Do I look like a professional?

Maybe not. But I DEFINITELY look like an anime character. Sailor Moon?

I have a portfolio (resume, writing samples, the works). I have business cards ready for pick-up. I’M READY TO GET A JOB!

I have recently been promoted to bartender at work. On my last day of training, I waited on Phillies player Roy Oswalt and didn’t even know it. (On television, you only ever see them from the nose down. How should I know what the man looks like?) I heard he came in the next day, too; I bet he was only looking forward to finding me and my ability to make a mean Arnold Palmer, but alas, I was not there. As bartender I get to crack open root-beers and real beers and gluten-free beers and make dozens of margaritas (and Arnold Palmers). So far, I dig it.

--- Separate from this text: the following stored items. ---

//! Cancellable one-shot timers keyed by hotspot.
//!
//! The alert controller never sleeps itself.  It asks a [`TimerScheduler`]
//! for a deadline and later receives a [`TimerFired`] notice through the
//! event loop.  Each scheduled timer carries a unique token; a notice whose
//! token no longer matches the controller's live handle is stale and must be
//! dropped, so a cancelled timer has no effect even if its sleeper already
//! woke up.
//!
//! * [`TokioTimers`] – one spawned sleeper task per timer, aborted on cancel.
//! * [`ManualTimers`] – a virtual clock advanced explicitly by tests and the
//!   REPL.

use std::collections::{BTreeMap, HashMap};
use std::time::Duration;

use tokio::sync::mpsc;
use tokio::task::JoinHandle;
use tracing::debug;

// ────────────────────────────────────────────────────────────────────────────
// Public types
// ────────────────────────────────────────────────────────────────────────────

/// A live timer.  Only the scheduler that issued it can cancel it.
#[derive(Debug, Clone, PartialEq, Eq)]
pub struct TimerHandle {
    hotspot_id: String,
    token: u64,
}

impl TimerHandle {
    pub fn hotspot_id(&self) -> &str {
        &self.hotspot_id
    }

    pub fn token(&self) -> u64 {
        self.token
    }

    /// Whether `fired` was produced by this handle.
    pub fn matches(&self, fired: &TimerFired) -> bool {
        self.token == fired.token && self.hotspot_id == fired.hotspot_id
    }
}

/// Expiry notice delivered to the event loop.
#[derive(Debug, Clone, PartialEq, Eq)]
pub struct TimerFired {
    pub hotspot_id: String,
    pub token: u64,
}

/// Source of one-shot timers.
pub trait TimerScheduler: Send {
    /// Start a timer that fires once after `delay`.
    fn schedule(&mut self, hotspot_id: &str, delay: Duration) -> TimerHandle;

    /// Stop `handle`.  Cancelling a timer that already fired is a no-op.
    fn cancel(&mut self, handle: &TimerHandle);

    /// Number of timers scheduled and neither fired nor cancelled.
    fn live_count(&self) -> usize;
}

// ────────────────────────────────────────────────────────────────────────────
// TokioTimers
// ────────────────────────────────────────────────────────────────────────────

/// Timers backed by `tokio::time::sleep` tasks.
///
/// Expiries are sent on the channel returned by [`TokioTimers::new`].
#[derive(Debug)]
pub struct TokioTimers {
    next_token: u64,
    tx: mpsc::UnboundedSender<TimerFired>,
    tasks: HashMap<u64, JoinHandle<()>>,
}

impl TokioTimers {
    pub fn new() -> (Self, mpsc::UnboundedReceiver<TimerFired>) {
        let (tx, rx) = mpsc::unbounded_channel();
        let timers = Self {
            next_token: 0,
            tx,
            tasks: HashMap::new(),
        };
        (timers, rx)
    }
}

impl TimerScheduler for TokioTimers {
    fn schedule(&mut self, hotspot_id: &str, delay: Duration) -> TimerHandle {
        self.tasks.retain(|_, task| !task.is_finished());

        self.next_token += 1;
        let token = self.next_token;
        let tx = self.tx.clone();
        let fired = TimerFired {
            hotspot_id: hotspot_id.to_string(),
            token,
        };
        let task = tokio::spawn(async move {
            tokio::time::sleep(delay).await;
            // The receiver is gone only during shutdown.
            let _ = tx.send(fired);
        });
        self.tasks.insert(token, task);
        debug!(hotspot = %hotspot_id, token, ?delay, "timer scheduled");

        TimerHandle {
            hotspot_id: hotspot_id.to_string(),
            token,
        }
    }

    fn cancel(&mut self, handle: &TimerHandle) {
        if let Some(task) = self.tasks.remove(&handle.token) {
            task.abort();
            debug!(hotspot = %handle.hotspot_id, token = handle.token, "timer cancelled");
        }
    }

    fn live_count(&self) -> usize {
        self.tasks.values().filter(|t| !t.is_finished()).count()
    }
}

impl Drop for TokioTimers {
    fn drop(&mut self) {
        for task in self.tasks.values() {
            task.abort();
        }
    }
}

// ────────────────────────────────────────────────────────────────────────────
// ManualTimers
// ────────────────────────────────────────────────────────────────────────────

/// Virtual-clock timers.  Nothing fires until [`advance`][Self::advance] is
/// called.
///
/// # Example
///
/// ```
/// use std::time::Duration;
/// use spotlight_kernel::timer::{ManualTimers, TimerScheduler};
///
/// let mut timers = ManualTimers::new();
/// timers.schedule("pump", Duration::from_secs(20));
///
/// assert!(timers.advance(Duration::from_secs(19)).is_empty());
/// let fired = timers.advance(Duration::from_secs(1));
/// assert_eq!(fired[0].hotspot_id, "pump");
/// assert_eq!(timers.live_count(), 0);
/// ```
#[derive(Debug, Default)]
pub struct ManualTimers {
    now: Duration,
    next_token: u64,
    pending: BTreeMap<u64, (Duration, String)>,
}

impl ManualTimers {
    pub fn new() -> Self {
        Self::default()
    }

    /// Time elapsed on the virtual clock.
    pub fn now(&self) -> Duration {
        self.now
    }

    /// Move the clock forward and return every timer that expired, ordered by
    /// deadline then scheduling order.
    pub fn advance(&mut self, by: Duration) -> Vec<TimerFired> {
        self.now += by;
        let now = self.now;

        let mut due: Vec<(Duration, u64)> = self
            .pending
            .iter()
            .filter(|(_, (deadline, _))| *deadline <= now)
            .map(|(token, (deadline, _))| (*deadline, *token))
            .collect();
        due.sort();

        due.into_iter()
            .filter_map(|(_, token)| {
                self.pending
                    .remove(&token)
                    .map(|(_, hotspot_id)| TimerFired { hotspot_id, token })
            })
            .collect()
    }
}

impl TimerScheduler for ManualTimers {
    fn schedule(&mut self, hotspot_id: &str, delay: Duration) -> TimerHandle {
        self.next_token += 1;
        let token = self.next_token;
        self.pending
            .insert(token, (self.now + delay, hotspot_id.to_string()));
        TimerHandle {
            hotspot_id: hotspot_id.to_string(),
            token,
        }
    }

    fn cancel(&mut self, handle: &TimerHandle) {
        self.pending.remove(&handle.token);
    }

    fn live_count(&self) -> usize {
        self.pending.len()
    }
}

On July 17th I’ll be getting “down and dirty” with some co-workers in the Merrell Mud Run in Fairmount Park. I’m excited, nervous, considering the early preparation of my will…but above all, excited. If I make it through the 6 miles of obstacles and mud pits alive, I plan on rewarding myself with the largest peanut-butter milkshake money can buy.

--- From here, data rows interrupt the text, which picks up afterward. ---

//! Tracing and OpenTelemetry initialisation.
//!
//! Call [`init_tracing`] once at process startup.
//!
//! # Environment variables
//!
//! | Variable | Effect |
//! |---|---|
//! | `OTEL_EXPORTER_OTLP_ENDPOINT` | OTLP collector base URL (e.g. `http://localhost:4318`). Enables the OTLP HTTP span exporter. |
//! | `RUST_LOG` | Log filter (default `"info"`). |
//! | `SPOTLIGHT_LOG_FORMAT=json` | Emit newline-delimited JSON logs. |
//!
//! # Example
//!
//! ```rust,no_run
//! let _guard = spotlight_runtime::telemetry::init_tracing("spotlight");
//! ```

use opentelemetry::trace::TracerProvider as _;
use opentelemetry_otlp::WithExportConfig;
use opentelemetry_sdk::{Resource, trace::SdkTracerProvider};
use tracing_subscriber::{EnvFilter, layer::SubscriberExt, util::SubscriberInitExt};

/// Environment variable selecting the log output format.
pub const LOG_FORMAT_ENV: &str = "SPOTLIGHT_LOG_FORMAT";

/// Log output format.
#[derive(Debug, Clone, Copy, PartialEq, Eq)]
pub enum LogFormat {
    Compact,
    Json,
}

impl LogFormat {
    /// `json` (any case) selects [`LogFormat::Json`]; anything else is compact.
    pub fn parse(value: Option<&str>) -> Self {
        match value {
            Some(v) if v.eq_ignore_ascii_case("json") => LogFormat::Json,
            _ => LogFormat::Compact,
        }
    }

    fn from_env() -> Self {
        Self::parse(std::env::var(LOG_FORMAT_ENV).ok().as_deref())
    }
}

// ─────────────────────────────────────────────────────────────────────────────
// Public API
// ─────────────────────────────────────────────────────────────────────────────

/// Install the global `tracing` subscriber, with an OTLP exporter when
/// `OTEL_EXPORTER_OTLP_ENDPOINT` is set.
///
/// Hold the returned [`TracerProviderGuard`] for the lifetime of the process;
/// dropping it flushes pending spans.  Calling this twice is harmless: the
/// second subscriber is not installed.
pub fn init_tracing(service_name: &str) -> TracerProviderGuard {
    let env_filter = EnvFilter::try_from_default_env().unwrap_or_else(|_| EnvFilter::new("info"));
    let format = LogFormat::from_env();
    let provider = build_provider(service_name);
    let otel_layer = provider
        .as_ref()
        .map(|p| tracing_opentelemetry::layer().with_tracer(p.tracer("spotlight")));

    let registry = tracing_subscriber::registry().with(env_filter).with(otel_layer);
    let installed = match format {
        LogFormat::Json => registry
            .with(tracing_subscriber::fmt::layer().json())
            .try_init(),
        LogFormat::Compact => registry
            .with(tracing_subscriber::fmt::layer().compact())
            .try_init(),
    };
    if let Err(e) = installed {
        eprintln!("[spotlight] tracing subscriber already installed: {e}");
    }

    TracerProviderGuard(provider)
}

// ─────────────────────────────────────────────────────────────────────────────
// RAII guard
// ─────────────────────────────────────────────────────────────────────────────

/// Shuts the OTel [`SdkTracerProvider`] down on drop, flushing pending spans.
pub struct TracerProviderGuard(Option<SdkTracerProvider>);

impl TracerProviderGuard {
    /// Whether spans are being exported.
    pub fn is_exporting(&self) -> bool {
        self.0.is_some()
    }
}

impl Drop for TracerProviderGuard {
    fn drop(&mut self) {
        if let Some(provider) = self.0.take()
            && let Err(e) = provider.shutdown()
        {
            eprintln!("[spotlight] OpenTelemetry provider shutdown error: {e}");
        }
    }
}

// ─────────────────────────────────────────────────────────────────────────────
// Internal helpers
// ─────────────────────────────────────────────────────────────────────────────

fn build_provider(service_name: &str) -> Option<SdkTracerProvider> {
    let endpoint = std::env::var("OTEL_EXPORTER_OTLP_ENDPOINT").ok()?;

    let exporter = opentelemetry_otlp::SpanExporter::builder()
        .with_http()
        .with_endpoint(endpoint)
        .build()
        .map_err(|e| eprintln!("[spotlight] OTLP exporter init failed: {e}"))
        .ok()?;

    let resource = Resource::builder()
        .with_service_name(service_name.to_string())
        .build();

    Some(
        SdkTracerProvider::builder()
            .with_resource(resource)
            // The CLI starts its Tokio runtime after this call, so the batch
            // exporter (which spawns tasks) cannot be used here.
            .with_simple_exporter(exporter)
            .build(),
    )
}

At the moment, I am shifting between this blog entry and an attempt at banging out a few paragraphs. So while I contemplate my next move, I’ll compile a short list of things to avoid while attempting to write a novel; or short-story, or memoir, or whatever.

Things all writers should avoid if they have any fighting chance of writing more than one paragraph of solid work a week:

1) While writing, log out of Facebook. Do not tweet (or whatever they call it). Turn your phone off. Log out of your email. Avoid everything that I am doing at this exact moment.

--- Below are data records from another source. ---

//! [`SensorAlertController`] – telemetry-driven alert state machine.
//!
//! Per controlled hotspot:
//!
//! ```text
//!             reading > threshold                reading <= threshold
//!   Hidden ───────────────────────▶ Alert ───────────────────────────▶ Recovering
//!     ▲                              ▲  (cancel timer)        (arm timer if none)│
//!     │                              └───────────────────────────────────────────┤
//!     │                                 reading > threshold                      │
//!     └──────────────────────────────────────────────────────────────────────────┘
//!                               hide timer fired
//! ```
//!
//! The `{hotspot id → TimerHandle}` map is only changed through `arm` and
//! `cancel`, so a hotspot never has more than one live timer.

use std::collections::{HashMap, HashSet};
use std::time::Duration;

use spotlight_scene::IdSet;
use spotlight_types::{AlertPalette, TelemetryReading};
use tracing::{debug, info, warn};

use crate::Surfaces;
use crate::state::StateEvent;
use crate::timer::{TimerFired, TimerHandle, TimerScheduler};

/// Delay between a recovered reading and the auto-hide.
pub const DEFAULT_HIDE_DELAY: Duration = Duration::from_secs(20);

/// What a reading did.
#[derive(Debug, Clone, Copy, PartialEq, Eq)]
pub enum AlertOutcome {
    /// Unknown, untracked or target-less reading.
    Ignored,
    Alert,
    /// `armed` is `false` when a hide timer was already pending.
    Recovered { armed: bool },
}

pub struct SensorAlertController<T: TimerScheduler> {
    timers: T,
    tracked: HashSet<String>,
    pending: HashMap<String, TimerHandle>,
    palette: AlertPalette,
    hide_delay: Duration,
}

impl<T: TimerScheduler> SensorAlertController<T> {
    pub fn new(timers: T, palette: AlertPalette, hide_delay: Duration) -> Self {
        Self {
            timers,
            tracked: HashSet::new(),
            pending: HashMap::new(),
            palette,
            hide_delay,
        }
    }

    /// Start reacting to readings for `hotspot_id`.
    pub fn track(&mut self, hotspot_id: &str) {
        self.tracked.insert(hotspot_id.to_string());
    }

    pub fn is_tracked(&self, hotspot_id: &str) -> bool {
        self.tracked.contains(hotspot_id)
    }

    pub fn pending_timer(&self, hotspot_id: &str) -> Option<&TimerHandle> {
        self.pending.get(hotspot_id)
    }

    pub fn palette(&self) -> &AlertPalette {
        &self.palette
    }

    pub fn hide_delay(&self) -> Duration {
        self.hide_delay
    }

    pub fn timers(&self) -> &T {
        &self.timers
    }

    pub fn timers_mut(&mut self) -> &mut T {
        &mut self.timers
    }

    /// Arm the hide timer of `hotspot_id` unless one is already pending.
    fn arm(&mut self, hotspot_id: &str) -> bool {
        if self.pending.contains_key(hotspot_id) {
            return false;
        }
        let handle = self.timers.schedule(hotspot_id, self.hide_delay);
        self.pending.insert(hotspot_id.to_string(), handle);
        true
    }

    fn cancel(&mut self, hotspot_id: &str) -> bool {
        match self.pending.remove(hotspot_id) {
            Some(handle) => {
                self.timers.cancel(&handle);
                true
            }
            None => false,
        }
    }

    /// Handle one telemetry reading.
    pub fn on_reading(&mut self, reading: &TelemetryReading, cx: Surfaces<'_>) -> AlertOutcome {
        let Some(id) = reading.target_id.as_deref() else {
            debug!("reading without target ignored");
            return AlertOutcome::Ignored;
        };
        if !self.tracked.contains(id) {
            debug!(target_id = %id, "reading for untracked hotspot ignored");
            return AlertOutcome::Ignored;
        }
        let Some(hotspot) = cx.registry.get(id) else {
            return AlertOutcome::Ignored;
        };
        if !hotspot.controlled() {
            return AlertOutcome::Ignored;
        }

        if cx.store.state().active_id() == Some(id) {
            cx.store.dispatch(StateEvent::GraphData {
                reading: reading.clone(),
            });
        }

        if reading.is_alert() {
            if self.cancel(id) {
                debug!(hotspot = %id, "hide timer cancelled by alert");
            }
            let alert = self.palette.alert.clone();
            // `id` was looked up above; these cannot fail.
            let applied = cx
                .registry
                .set_style(&mut *cx.scene, id, &alert)
                .and_then(|_| cx.registry.show(&mut *cx.scene, id));
            if let Err(e) = applied {
                warn!(hotspot = %id, error = %e, "alert not applied");
                return AlertOutcome::Ignored;
            }
            if let Some(hotspot) = cx.registry.get(id) {
                cx.store.dispatch(StateEvent::AlertRaised {
                    data: hotspot.data().clone(),
                });
            }
            info!(
                hotspot = %id,
                temperature = ?reading.object_temperature,
                threshold = ?reading.threshold,
                "sensor alert"
            );
            AlertOutcome::Alert
        } else {
            let normal = self.palette.normal.clone();
            if let Err(e) = cx.registry.set_style(&mut *cx.scene, id, &normal) {
                warn!(hotspot = %id, error = %e, "recovery not applied");
                return AlertOutcome::Ignored;
            }
            cx.store.dispatch(StateEvent::Recovered {
                id: id.to_string(),
                style: normal,
            });
            let armed = self.arm(id);
            debug!(hotspot = %id, armed, "sensor recovered");
            AlertOutcome::Recovered { armed }
        }
    }

    /// Handle a timer expiry.  Stale notices (cancelled or superseded
    /// timers) are dropped.  Returns `true` when the hotspot was hidden.
    pub fn on_timer_fired(&mut self, fired: &TimerFired, cx: Surfaces<'_>) -> bool {
        let live = self
            .pending
            .get(&fired.hotspot_id)
            .is_some_and(|h| h.matches(fired));
        if !live {
            debug!(hotspot = %fired.hotspot_id, token = fired.token, "stale timer ignored");
            return false;
        }
        self.pending.remove(&fired.hotspot_id);

        if let Err(e) = cx.registry.hide(&mut *cx.scene, &fired.hotspot_id) {
            debug!(hotspot = %fired.hotspot_id, error = %e, "auto-hide target gone");
        }
        let was_focused = cx.store.state().active_id() == Some(fired.hotspot_id.as_str());
        cx.store.dispatch(StateEvent::AutoHidden {
            id: fired.hotspot_id.clone(),
        });
        // Focus is gone, so the scene leaves the hotspot's isolation too.
        if was_focused {
            cx.scene.isolate(None);
            cx.registry.isolate(&mut *cx.scene, IdSet::all());
            cx.scene.fit_view();
        }
        info!(hotspot = %fired.hotspot_id, "hotspot auto-hidden");
        true
    }

    /// Cancel every pending timer and forget tracked hotspots.
    pub fn reset(&mut self) {
        let ids: Vec<String> = self.pending.keys().cloned().collect();
        for id in ids {
            self.cancel(&id);
        }
        self.tracked.clear();
    }
}

impl<T: TimerScheduler> std::fmt::Debug for SensorAlertController<T> {
    fn fmt(&self, f: &mut std::fmt::Formatter<'_>) -> std::fmt::Result {
        f.debug_struct("SensorAlertController")
            .field("tracked", &self.tracked)
            .field("pending", &self.pending.len())
            .field("hide_delay", &self.hide_delay)
            .finish()
    }
}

2) While a glass of wine or a beer is sometimes helpful, don’t get sloshed. Sure, I’ve had a lot of good ideas swirl around in my head while under the influence…but I almost always chose a shot over a keyboard.

3) Even if you’re not sure about it, write it. Get it down. Get it all out. Go back later and edit. Don’t stare at the screen or the paper waiting for something brilliant to present itself. It doesn’t work that way. I’m sure even Hemingway threw away a few drafts.

4) Don’t get distracted with trying to choose a title, when you could be spending that time writing any type of piece that will actually be worth giving a title to. (I really, really wish I could find a title.)

5) Write every single day. Even if for a few minutes at a time. Don’t let sleep, work, alcohol, family, your dog, or that favor you were supposed to do for your best friend get in the way.

Now if only I could follow my own rules a little more strictly.

Eat, sleep, write. Let’s do this.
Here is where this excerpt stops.